Updated on November 24, 2020
Stella Kaye profile image

Stella is a full-time professional landlord and property developer with seventeen years' experience. She is based in the UK

Investments Can Go Down As Well As Up!


Purchasing Investment Property

Before purchasing an investment property, there are two vital questions you should ask yourself: ‘How much am I prepared to spend?’ and ‘How long am I prepared to wait to see a return on my investment?’ Nowadays, it's becoming increasingly difficult to find a suitable project and even more difficult to manage a fast turnaround on renovations. It's often the case that you will need to hold on to a property and rent it out for several years until you can make any significant financial gain.
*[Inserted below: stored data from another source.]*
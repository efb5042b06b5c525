//! Pipeline coordinator: authorization, text loading and stage dispatch for
//! one caller.

use std::sync::Arc;

use chrono::Utc;
use tracing::{info, instrument, warn};

use pactlens_inference::{InferenceService, RetrievalService};
use pactlens_shared::{
    AnalysisRecord, CallerId, ChatTurn, ContractType, Document, DocumentId, Extraction, Limits,
    PactLensError, Result, hash_text,
};
use pactlens_storage::Storage;

use crate::classify::{self, Classification};
use crate::converse::{self, ChatAnswer};
use crate::analyze;

/// Collaborators shared by every stage.
pub struct PipelineDeps {
    pub storage: Storage,
    pub inference: Arc<dyn InferenceService>,
    /// `None` when no search endpoint is configured.
    pub retrieval: Option<Arc<dyn RetrievalService>>,
    pub limits: Limits,
    pub retrieval_max_results: u32,
}

/// Entry point for all document operations on behalf of one caller.
pub struct ContractPipeline {
    deps: PipelineDeps,
    caller: CallerId,
}

impl ContractPipeline {
    pub fn new(deps: PipelineDeps, caller: CallerId) -> Self {
        Self { deps, caller }
    }

    pub fn caller(&self) -> &CallerId {
        &self.caller
    }

    // -----------------------------------------------------------------------
    // Documents
    // -----------------------------------------------------------------------

    /// Store a new document with its extracted text.
    #[instrument(skip_all, fields(caller = %self.caller, filename = %filename))]
    pub async fn ingest(&self, filename: &str, text: &str, pages: u32) -> Result<Document> {
        if text.trim().is_empty() {
            return Err(PactLensError::validation("The document contains no extractable text."));
        }
        let filename = filename.trim();
        if filename.is_empty() {
            return Err(PactLensError::validation("A filename is required."));
        }

        let document = Document {
            id: DocumentId::new(),
            owner: self.caller.clone(),
            filename: filename.to_string(),
            content_hash: hash_text(text),
            detected_type: None,
            selected_party: None,
            created_at: Utc::now(),
        };
        let extraction = Extraction {
            document_id: document.id.clone(),
            text: text.to_string(),
            pages,
        };
        self.deps.storage.insert_document(&document, &extraction).await?;

        info!(document = %document.id, chars = text.chars().count(), pages, "document ingested");
        Ok(document)
    }

    pub async fn list_documents(&self) -> Result<Vec<Document>> {
        self.deps.storage.list_documents(&self.caller).await
    }

    pub async fn document(&self, id: &DocumentId) -> Result<Document> {
        self.authorize(id).await
    }

    /// Latest analysis record, partial or terminal.
    pub async fn analysis(&self, id: &DocumentId) -> Result<Option<AnalysisRecord>> {
        self.authorize(id).await?;
        self.deps.storage.find_latest_analysis(id).await
    }

    /// Delete a document and everything derived from it.
    #[instrument(skip_all, fields(caller = %self.caller, document = %id))]
    pub async fn delete_document(&self, id: &DocumentId) -> Result<()> {
        self.authorize(id).await?;
        if !self.deps.storage.delete_document(id).await? {
            return Err(PactLensError::not_found("contract"));
        }
        info!("document deleted");
        Ok(())
    }

    // -----------------------------------------------------------------------
    // Stages
    // -----------------------------------------------------------------------

    /// Detect type and parties. Never fails on inference errors.
    pub async fn classify(&self, id: &DocumentId) -> Result<Classification> {
        let document = self.authorize(id).await?;
        let text = self.load_text(id).await?;
        classify::run(&self.deps, &document, &text).await
    }

    /// Full analysis. Fails with `AlreadyAnalyzed` once a terminal record exists.
    pub async fn analyze(&self, id: &DocumentId) -> Result<AnalysisRecord> {
        let document = self.authorize(id).await?;
        let text = self.load_text(id).await?;
        analyze::run(&self.deps, &document, &text).await
    }

    /// Answer one question. History is supplied by the caller and never stored.
    pub async fn converse(
        &self,
        id: &DocumentId,
        question: &str,
        history: &[ChatTurn],
    ) -> Result<ChatAnswer> {
        let document = self.authorize(id).await?;
        let text = self.load_text(id).await?;
        converse::run(&self.deps, &document, &text, history, question).await
    }

    // -----------------------------------------------------------------------
    // Party selection
    // -----------------------------------------------------------------------

    /// Record which party the caller represents.
    ///
    /// When parties are known for the document the name must be one of them.
    #[instrument(skip_all, fields(caller = %self.caller, document = %id))]
    pub async fn select_party(&self, id: &DocumentId, name: &str) -> Result<()> {
        self.authorize(id).await?;
        let name = name.trim();
        if name.is_empty() {
            return Err(PactLensError::validation("Party name must not be empty."));
        }

        if let Some(record) = self.deps.storage.find_latest_analysis(id).await? {
            if !record.parties.is_empty() && !record.parties.iter().any(|p| p.name == name) {
                return Err(PactLensError::validation(format!(
                    "\"{name}\" is not a detected party of this contract."
                )));
            }
        }

        self.deps.storage.set_selected_party(id, Some(name)).await?;
        info!(party = %name, "party selected");
        Ok(())
    }

    pub async fn selected_party(&self, id: &DocumentId) -> Result<Option<String>> {
        Ok(self.authorize(id).await?.selected_party)
    }

    // -----------------------------------------------------------------------
    // Helpers
    // -----------------------------------------------------------------------

    async fn authorize(&self, id: &DocumentId) -> Result<Document> {
        let document = self
            .deps
            .storage
            .get_document(id)
            .await?
            .ok_or_else(|| PactLensError::not_found("contract"))?;
        if document.owner != self.caller {
            warn!(document = %id, caller = %self.caller, "access denied");
            return Err(PactLensError::Unauthorized);
        }
        Ok(document)
    }

    async fn load_text(&self, id: &DocumentId) -> Result<String> {
        self.deps
            .storage
            .get_extraction(id)
            .await?
            .map(|e| e.text)
            .ok_or_else(|| PactLensError::not_found("contract text"))
    }
}

/// Set the document's type unless one is already recorded.
///
/// Best effort: a failure is logged and the stage result still stands.
pub(crate) async fn denormalize_type(storage: &Storage, document: &Document, detected: ContractType) {
    if document.detected_type.is_some() {
        return;
    }
    match storage.set_document_type_if_unset(&document.id, detected).await {
        Ok(true) => info!(document = %document.id, detected_type = %detected, "document type recorded"),
        Ok(false) => {}
        Err(e) => warn!(document = %document.id, error = %e, "failed to record document type"),
    }
}
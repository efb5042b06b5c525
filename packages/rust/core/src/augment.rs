//! Decides whether a conversational answer should be augmented with
//! external search results.
//!
//! Cheap deterministic checks run first; the inference classifier is only
//! consulted when neither an explicit search request nor a fact keyword
//! settles the question.

use std::sync::LazyLock;

use pactlens_inference::{InferenceService, ResponseFormat};
use regex::Regex;
use tracing::{debug, warn};

use crate::prompts;

static SEARCH_CUE: LazyLock<Regex> = LazyLock::new(|| {
    Regex::new(r"(?i)\b(search|online|web|internet|look\s+(?:it\s+)?up|lookup|google)\b")
        .expect("valid regex")
});

static FACT_KEYWORD: LazyLock<Regex> = LazyLock::new(|| {
    Regex::new(
        r"(?i)\b(current(?:ly)?|latest|today|recent(?:ly)?|this\s+year|tax(?:es|ation)?|interest\s+rates?|exchange\s+rates?|inflation|minimum\s+wage|market|benchmarks?|average|industry\s+standard|typical|laws?|legal(?:ly)?|legislation|regulat\w*|statut\w*|complian\w*|enforceab\w*|calculat\w*|convert)\b",
    )
    .expect("valid regex")
});

/// Augmentation state.
#[derive(Debug, Clone, Copy, PartialEq, Eq)]
pub enum AugmentDecision {
    NoAugment,
    Augment,
}

/// What settled the decision.
#[derive(Debug, Clone, Copy, PartialEq, Eq)]
pub enum DecisionReason {
    /// No retrieval service is configured.
    RetrievalUnavailable,
    /// The user asked for a search explicitly.
    SearchCue,
    /// The question mentions externally verifiable facts.
    FactKeyword,
    /// The yes/no classifier answered.
    Classifier,
    /// The classifier call failed or answered neither yes nor no.
    ClassifierFailed,
}

#[derive(Debug, Clone, Copy, PartialEq, Eq)]
pub struct Decision {
    pub decision: AugmentDecision,
    pub reason: DecisionReason,
}

impl Decision {
    fn new(decision: AugmentDecision, reason: DecisionReason) -> Self {
        Self { decision, reason }
    }

    pub fn augment(&self) -> bool {
        self.decision == AugmentDecision::Augment
    }
}

pub fn has_search_cue(question: &str) -> bool {
    SEARCH_CUE.is_match(question)
}

pub fn has_fact_keyword(question: &str) -> bool {
    FACT_KEYWORD.is_match(question)
}

/// Run the decision procedure for one question.
pub async fn decide(
    question: &str,
    inference: &dyn InferenceService,
    retrieval_available: bool,
) -> Decision {
    if !retrieval_available {
        return Decision::new(AugmentDecision::NoAugment, DecisionReason::RetrievalUnavailable);
    }
    if has_search_cue(question) {
        return Decision::new(AugmentDecision::Augment, DecisionReason::SearchCue);
    }
    // A keyword match forces augmentation, so the classifier only ever runs
    // when the keyword result is "no".
    if has_fact_keyword(question) {
        return Decision::new(AugmentDecision::Augment, DecisionReason::FactKeyword);
    }

    let reply = inference
        .generate(&prompts::augmentation_check(question), ResponseFormat::Text)
        .await;

    match reply.as_deref().map(parse_yes_no) {
        Ok(Some(true)) => Decision::new(AugmentDecision::Augment, DecisionReason::Classifier),
        Ok(Some(false)) => Decision::new(AugmentDecision::NoAugment, DecisionReason::Classifier),
        Ok(None) => {
            debug!("augmentation classifier gave no clear answer");
            Decision::new(AugmentDecision::NoAugment, DecisionReason::ClassifierFailed)
        }
        Err(e) => {
            warn!(error = %e, "augmentation classifier failed, not augmenting");
            Decision::new(AugmentDecision::NoAugment, DecisionReason::ClassifierFailed)
        }
    }
}

fn parse_yes_no(reply: &str) -> Option<bool> {
    let word = reply
        .trim()
        .trim_start_matches(|c: char| !c.is_alphanumeric())
        .split(|c: char| !c.is_alphanumeric())
        .next()?
        .to_ascii_uppercase();
    match word.as_str() {
        "YES" => Some(true),
        "NO" => Some(false),
        _ => None,
    }
}

#[cfg(test)]
mod tests {
    use super::*;
    use crate::testing::ScriptedInference;

    #[test]
    fn search_cues() {
        assert!(has_search_cue("Can you search online for this?"));
        assert!(has_search_cue("please look it up"));
        assert!(!has_search_cue("What does the researcher clause say?"));
    }

    #[test]
    fn fact_keywords() {
        assert!(has_fact_keyword("What is the current UK tax rate?"));
        assert!(has_fact_keyword("Is this non-compete enforceable in California?"));
        assert!(!has_fact_keyword("Who are the parties?"));
        assert!(!has_fact_keyword("What is the hourly rate in this contract?"));
    }

    #[test]
    fn yes_no_parsing() {
        assert_eq!(parse_yes_no("YES"), Some(true));
        assert_eq!(parse_yes_no(" no."), Some(false));
        assert_eq!(parse_yes_no("**Yes**, because..."), Some(true));
        assert_eq!(parse_yes_no("Maybe"), None);
        assert_eq!(parse_yes_no(""), None);
    }

    #[tokio::test]
    async fn keyword_skips_classifier() {
        let inference = ScriptedInference::new(vec![]);
        let decision = decide("What is the current UK tax rate?", &inference, true).await;
        assert_eq!(decision.decision, AugmentDecision::Augment);
        assert_eq!(decision.reason, DecisionReason::FactKeyword);
        assert_eq!(inference.call_count(), 0);
    }

    #[tokio::test]
    async fn search_cue_skips_classifier() {
        let inference = ScriptedInference::new(vec![]);
        let decision = decide("Search the web for similar agreements", &inference, true).await;
        assert_eq!(decision.reason, DecisionReason::SearchCue);
        assert_eq!(inference.call_count(), 0);
    }

    #[tokio::test]
    async fn no_retrieval_never_augments() {
        let inference = ScriptedInference::new(vec![]);
        let decision = decide("Search online for the current tax rate", &inference, false).await;
        assert_eq!(decision.decision, AugmentDecision::NoAugment);
        assert_eq!(decision.reason, DecisionReason::RetrievalUnavailable);
        assert_eq!(inference.call_count(), 0);
    }

    #[tokio::test]
    async fn classifier_decides_otherwise() {
        let inference = ScriptedInference::new(vec![Ok("YES".into())]);
        let decision = decide("How does this compare to what others pay?", &inference, true).await;
        assert!(decision.augment());
        assert_eq!(decision.reason, DecisionReason::Classifier);
        assert_eq!(inference.call_count(), 1);

        let inference = ScriptedInference::new(vec![Ok("NO".into())]);
        let decision = decide("Who signs the agreement?", &inference, true).await;
        assert!(!decision.augment());
    }

    #[tokio::test]
    async fn classifier_failure_does_not_augment() {
        let inference = ScriptedInference::new(vec![Err(
            pactlens_shared::PactLensError::InferenceTransport("timeout".into()),
        )]);
        let decision = decide("Who signs the agreement?", &inference, true).await;
        assert_eq!(decision.decision, AugmentDecision::NoAugment);
        assert_eq!(decision.reason, DecisionReason::ClassifierFailed);
    }
}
A House Is Your Biggest Investment

Keep Within Your Budget

First of all, you need to budget and stick to it rigidly unless some unforeseen expense occurs such as necessary repairs to protect the fabric of the building. The whole process is similar to managing your own household budget but on a grander scale. Flexibility needs to be maintained if an idea is clearly not going to work or proves too expensive and if it cannot be adapted to fit your initial specifications and requirements.

Check the Structure Is Sound Before Decoration

It's no use installing a brand new kitchen if there is damp to the ground floor walls. This may seem blatantly obvious but it's surprising how many amateurs think if you can't see it, then it doesn't matter. Having a survey is advisable but it's wise to bear in mind that surveyors are not obliged to move furniture, lift carpets or crawl into loft spaces but this is where some of the most serious defects in a property can be found. Roof and floor joists may be rotten and carpets and floor coverings can hide a multitude of sins from woodworm infestation to dry rot and worse. It's wise to assume that the older the building, the more severe the problem will be. Most of the terraced housing stock in the UK is at least a century old and the wooden parts of the structure may have been exposed to damp conditions long enough for the supporting beams to be well rotted. Homeowners are sometimes blissfully unaware of the horrors that lie beneath floorboards and in loft voids until these beams actually collapse.
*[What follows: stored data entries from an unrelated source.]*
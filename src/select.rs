//! Input selection: which files a run should handle.
use crate::video;
use log::warn;
use std::{
    fmt, fs, io,
    path::{Path, PathBuf},
};

/// What the operator asked to convert.
#[derive(Debug, Clone, PartialEq, Eq)]
pub enum Selection {
    /// A single video file.
    File(PathBuf),
    /// Several video files, each validated independently.
    Files(Vec<PathBuf>),
    /// Every video directly inside a directory (non-recursive).
    Dir(PathBuf),
}

impl Selection {
    /// Parse a comma separated list of paths into [`Selection::Files`].
    /// Entries are trimmed & unquoted, empty entries ignored.
    pub fn files_from_list(list: &str) -> Self {
        Self::Files(
            list.split(',')
                .map(unquote)
                .filter(|p| !p.is_empty())
                .map(PathBuf::from)
                .collect(),
        )
    }

    /// True if no path was given at all, e.g. a blank interactive answer.
    pub fn is_empty(&self) -> bool {
        match self {
            Self::File(path) | Self::Dir(path) => {
                path.as_os_str().to_string_lossy().trim().is_empty()
            }
            Self::Files(paths) => paths.is_empty(),
        }
    }
}

/// Trim whitespace & a single pair of matching surrounding quotes, as added when
/// dragging files into a terminal.
pub fn unquote(s: &str) -> &str {
    let s = s.trim();
    for q in ['"', '\''] {
        if let Some(inner) = s.strip_prefix(q).and_then(|s| s.strip_suffix(q)) {
            return inner.trim();
        }
    }
    s
}

/// A path that was not accepted for conversion.
#[derive(Debug, Clone, PartialEq, Eq)]
pub struct Rejected {
    pub path: PathBuf,
    pub reason: RejectReason,
}

#[derive(Debug, Clone, Copy, PartialEq, Eq)]
pub enum RejectReason {
    NotAFile,
    UnsupportedExtension,
    NotADirectory,
}

impl fmt::Display for Rejected {
    fn fmt(&self, f: &mut fmt::Formatter<'_>) -> fmt::Result {
        let reason = match self.reason {
            RejectReason::NotAFile => "file not found",
            RejectReason::UnsupportedExtension => "unsupported extension",
            RejectReason::NotADirectory => "not a directory",
        };
        write!(f, "{}: {reason}", self.path.display())
    }
}

/// Files resolved from a [`Selection`].
#[derive(Debug, Default, PartialEq, Eq)]
pub struct Resolved {
    /// Existing video files to handle, in selection / listing order.
    pub files: Vec<PathBuf>,
    pub rejected: Vec<Rejected>,
}

impl Resolved {
    /// True if nothing can be done because all of the input was invalid.
    pub fn is_invalid(&self) -> bool {
        self.files.is_empty() && !self.rejected.is_empty()
    }
}

/// Resolve a selection into candidate files. Only touches the file system,
/// never runs any external process.
pub fn resolve(selection: &Selection) -> Resolved {
    match selection {
        Selection::File(path) => check_file(path).into(),
        Selection::Files(paths) => {
            let mut resolved = Resolved::default();
            for path in paths {
                match check_file(path) {
                    Ok(file) => resolved.files.push(file),
                    Err(rejected) => resolved.rejected.push(rejected),
                }
            }
            resolved
        }
        Selection::Dir(dir) => scan_dir(dir),
    }
}

impl From<Result<PathBuf, Rejected>> for Resolved {
    fn from(r: Result<PathBuf, Rejected>) -> Self {
        match r {
            Ok(file) => Self {
                files: vec![file],
                ..<_>::default()
            },
            Err(rejected) => Self {
                rejected: vec![rejected],
                ..<_>::default()
            },
        }
    }
}

fn check_file(path: &Path) -> Result<PathBuf, Rejected> {
    let reject = |reason| Rejected {
        path: path.to_path_buf(),
        reason,
    };
    if !path.is_file() {
        return Err(reject(RejectReason::NotAFile));
    }
    if !video::has_video_extension(path) {
        return Err(reject(RejectReason::UnsupportedExtension));
    }
    Ok(path.to_path_buf())
}

fn scan_dir(dir: &Path) -> Resolved {
    let entries = match fs::read_dir(dir) {
        Ok(entries) if dir.is_dir() => entries,
        _ => {
            return Resolved {
                rejected: vec![Rejected {
                    path: dir.to_path_buf(),
                    reason: RejectReason::NotADirectory,
                }],
                ..<_>::default()
            };
        }
    };

    let files = entries
        .filter_map(|e| ok_or_warn(dir, e))
        .filter(|e| e.file_type().is_ok_and(|ft| ft.is_file()))
        .map(|e| e.path())
        .filter(|p| video::has_video_extension(p))
        .collect();

    Resolved {
        files,
        ..<_>::default()
    }
}

fn ok_or_warn<T>(dir: &Path, entry: io::Result<T>) -> Option<T> {
    entry
        .inspect_err(|err| warn!("{}: {err}, entry skipped", dir.display()))
        .ok()
}

#[cfg(test)]
mod test {
    use super::*;
    use std::fs;

    fn touch(dir: &Path, name: &str) -> PathBuf {
        let path = dir.join(name);
        fs::write(&path, b"x").unwrap();
        path
    }

    #[test]
    fn single_file() {
        let dir = tempfile::tempdir().unwrap();
        let avi = touch(dir.path(), "a.AVI");
        let txt = touch(dir.path(), "notes.txt");

        assert_eq!(resolve(&Selection::File(avi.clone())).files, vec![avi]);

        let resolved = resolve(&Selection::File(txt.clone()));
        assert!(resolved.is_invalid());
        assert_eq!(
            resolved.rejected,
            vec![Rejected {
                path: txt,
                reason: RejectReason::UnsupportedExtension
            }]
        );

        let missing = dir.path().join("missing.mkv");
        let resolved = resolve(&Selection::File(missing));
        assert!(resolved.is_invalid());
        assert_eq!(resolved.rejected[0].reason, RejectReason::NotAFile);
    }

    #[test]
    fn directory_as_single_file() {
        let dir = tempfile::tempdir().unwrap();
        let sub = dir.path().join("sub.mkv");
        fs::create_dir(&sub).unwrap();
        let resolved = resolve(&Selection::File(sub));
        assert_eq!(resolved.rejected[0].reason, RejectReason::NotAFile);
    }

    #[test]
    fn multiple_files_continue_past_invalid() {
        let dir = tempfile::tempdir().unwrap();
        let a = touch(dir.path(), "a.mkv");
        let b = touch(dir.path(), "b.webm");
        let bad = dir.path().join("nope.mov");

        let resolved = resolve(&Selection::Files(vec![a.clone(), bad.clone(), b.clone()]));
        assert_eq!(resolved.files, vec![a, b]);
        assert_eq!(resolved.rejected.len(), 1);
        assert_eq!(resolved.rejected[0].path, bad);
        assert!(!resolved.is_invalid());
    }

    #[test]
    fn directory_scan_is_flat() {
        let dir = tempfile::tempdir().unwrap();
        let a = touch(dir.path(), "a.avi");
        let c = touch(dir.path(), "c.MKV");
        touch(dir.path(), "readme.md");
        fs::create_dir(dir.path().join("convertiti")).unwrap();
        touch(&dir.path().join("convertiti"), "a_converted.mp4");
        fs::create_dir(dir.path().join("folder.mp4")).unwrap();

        let mut files = resolve(&Selection::Dir(dir.path().into())).files;
        files.sort();
        assert_eq!(files, vec![a, c]);
    }

    #[test]
    fn invalid_directory() {
        let dir = tempfile::tempdir().unwrap();
        let file = touch(dir.path(), "a.avi");
        for path in [file, dir.path().join("missing")] {
            let resolved = resolve(&Selection::Dir(path));
            assert!(resolved.is_invalid());
            assert_eq!(resolved.rejected[0].reason, RejectReason::NotADirectory);
        }
    }

    #[test]
    fn empty_directory_is_not_invalid() {
        let dir = tempfile::tempdir().unwrap();
        let resolved = resolve(&Selection::Dir(dir.path().into()));
        assert_eq!(resolved, Resolved::default());
        assert!(!resolved.is_invalid());
    }

    #[test]
    fn unreadable_entry_is_skipped() {
        let dir = Path::new("/videos");
        assert_eq!(ok_or_warn(dir, Ok(1)), Some(1));
        assert_eq!(
            ok_or_warn::<i32>(dir, Err(io::Error::other("permission denied"))),
            None
        );
    }

    #[test]
    fn empty_selection() {
        assert!(Selection::files_from_list(" , ,").is_empty());
        assert!(Selection::File("".into()).is_empty());
        assert!(Selection::Dir(" ".into()).is_empty());
        assert!(!Selection::Dir("/videos".into()).is_empty());
        assert!(!Selection::Files(vec!["a.mkv".into()]).is_empty());
    }

    #[test]
    fn comma_separated_list() {
        assert_eq!(
            Selection::files_from_list(r#" /a/x.mkv, "/b/with, comma.avi",, '/c/y.mov' "#),
            Selection::Files(vec![
                "/a/x.mkv".into(),
                "\"/b/with".into(),
                "comma.avi\"".into(),
                "/c/y.mov".into(),
            ])
        );
    }

    #[test]
    fn unquote_paths() {
        assert_eq!(unquote("  /a/b.mkv "), "/a/b.mkv");
        assert_eq!(unquote("\"/a/b c.mkv\""), "/a/b c.mkv");
        assert_eq!(unquote("'/a/b.mkv'"), "/a/b.mkv");
        assert_eq!(unquote("\"/a/b.mkv'"), "\"/a/b.mkv'");
        assert_eq!(unquote("\""), "\"");
    }
}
Another problem to consider which can literally bring the house down is the removal of chimney breasts. Previous owners in their greed for extra living space may have removed them without a thought for the now unsupported chimney. You could call this ‘Floating chimney syndrome.’ When viewing a property, go out into the road, look at the roof and see where the chimneys are located. Then go back inside and see if the appropriate chimney breasts are still in situ underneath. It's amazing how many unsupported chimneys there are, which could easily come crashing down through roofs, causing injury to people and damage to property. A re-enforced steel joist will easily solve the problem but DIY enthusiasts often assume a few lengths of wood will be sufficient to support the weight of an entire chimney or will fail to put any support in place at all.
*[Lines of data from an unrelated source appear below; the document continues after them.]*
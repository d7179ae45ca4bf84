//! The installed ffmpeg & ffprobe, with timeouts.
use crate::{
    convert::Media,
    encoder::{Encoder, EncoderListing},
    ffmpeg, ffprobe,
    ffprobe::Probe,
    log::ProgressLogger,
};
use anyhow::anyhow;
use indicatif::{ProgressBar, ProgressStyle};
use std::{
    io::IsTerminal,
    path::{Path, PathBuf},
    time::{Duration, Instant},
};
use tokio_stream::StreamExt;

const PROGRESS_CHARS: &str = "##-";

#[derive(Debug, Clone)]
pub struct Toolchain {
    pub ffmpeg: PathBuf,
    pub ffprobe: PathBuf,
    /// Max time for ffprobe & encoder listing.
    pub probe_timeout: Duration,
    /// Max time for a single conversion.
    pub encode_timeout: Duration,
}

impl Toolchain {
    pub async fn list_encoders(&self) -> anyhow::Result<EncoderListing> {
        ffmpeg::list_encoders(&self.ffmpeg, self.probe_timeout).await
    }
}

impl Media for Toolchain {
    async fn probe(&self, file: &Path) -> anyhow::Result<Probe> {
        ffprobe::probe(&self.ffprobe, file, self.probe_timeout).await
    }

    async fn encode(&self, input: &Path, output: &Path, encoder: Encoder) -> anyhow::Result<()> {
        // only used for progress
        let duration = self
            .probe(input)
            .await
            .ok()
            .and_then(|p| p.duration.ok())
            .filter(|d| !d.is_zero());

        let bar = ProgressBar::new(duration.map_or(0, |d| d.as_secs())).with_style(
            ProgressStyle::default_bar()
                .template("{spinner:.cyan.bold} {elapsed_precise:.bold} {prefix} {wide_bar:.cyan/blue} ({msg}eta {eta})")?
                .progress_chars(PROGRESS_CHARS),
        );
        if let Some(name) = input.file_name() {
            bar.set_prefix(name.to_string_lossy().into_owned());
        }
        bar.enable_steady_tick(Duration::from_millis(100));
        let mut logger = match std::io::stderr().is_terminal() {
            true => None,
            false => Some(ProgressLogger::new("h264_batch::encode", Instant::now())),
        };

        let mut enc = ffmpeg::convert(&self.ffmpeg, input, output, encoder)?;
        let run = async {
            while let Some(progress) = enc.next().await {
                let progress = progress?;
                match duration {
                    None => bar.set_message(format!("frame {}, ", progress.frame)),
                    Some(_) if progress.fps > 0.0 => {
                        bar.set_message(format!("{} fps, ", progress.fps))
                    }
                    Some(_) => {}
                }
                if let Some(total) = duration {
                    bar.set_position(progress.time.as_secs());
                    if let Some(logger) = &mut logger {
                        logger.update(total, progress.time, progress.fps);
                    }
                }
            }
            anyhow::Ok(())
        };

        let result = match tokio::time::timeout(self.encode_timeout, run).await {
            Ok(r) => r,
            Err(_) => Err(anyhow!(
                "ffmpeg convert timed out after {}",
                humantime::format_duration(self.encode_timeout)
            )),
        };
        bar.finish_and_clear();
        result
    }
}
Whether you are purchasing a house to rent out or sell on, the same principles apply. Whatever work needs doing it's always prudent to find the most competent workmen who can do the best possible job with the best materials available as this will save on further expense and it will add value to the house whether you eventually decide to keep or sell on. When it comes to houses everything costs far more than you originally anticipate and you have to allow for this. Delays with workmen and availability of materials will hold up even the most well-thought-through projects. Labour costs can add huge amounts to the basic costs of kitchen units, fireplaces etc. so all this needs to be taken into account. Problems with wiring, plumbing and central heating can be expensive but will need to be sorted before any money is spent on redecoration and flooring. Builders usually agree on three magic words: preparation, preparation, preparation. Time and money spent on preparation are always worthwhile as any corners cut initially will be certain to cause further costs later.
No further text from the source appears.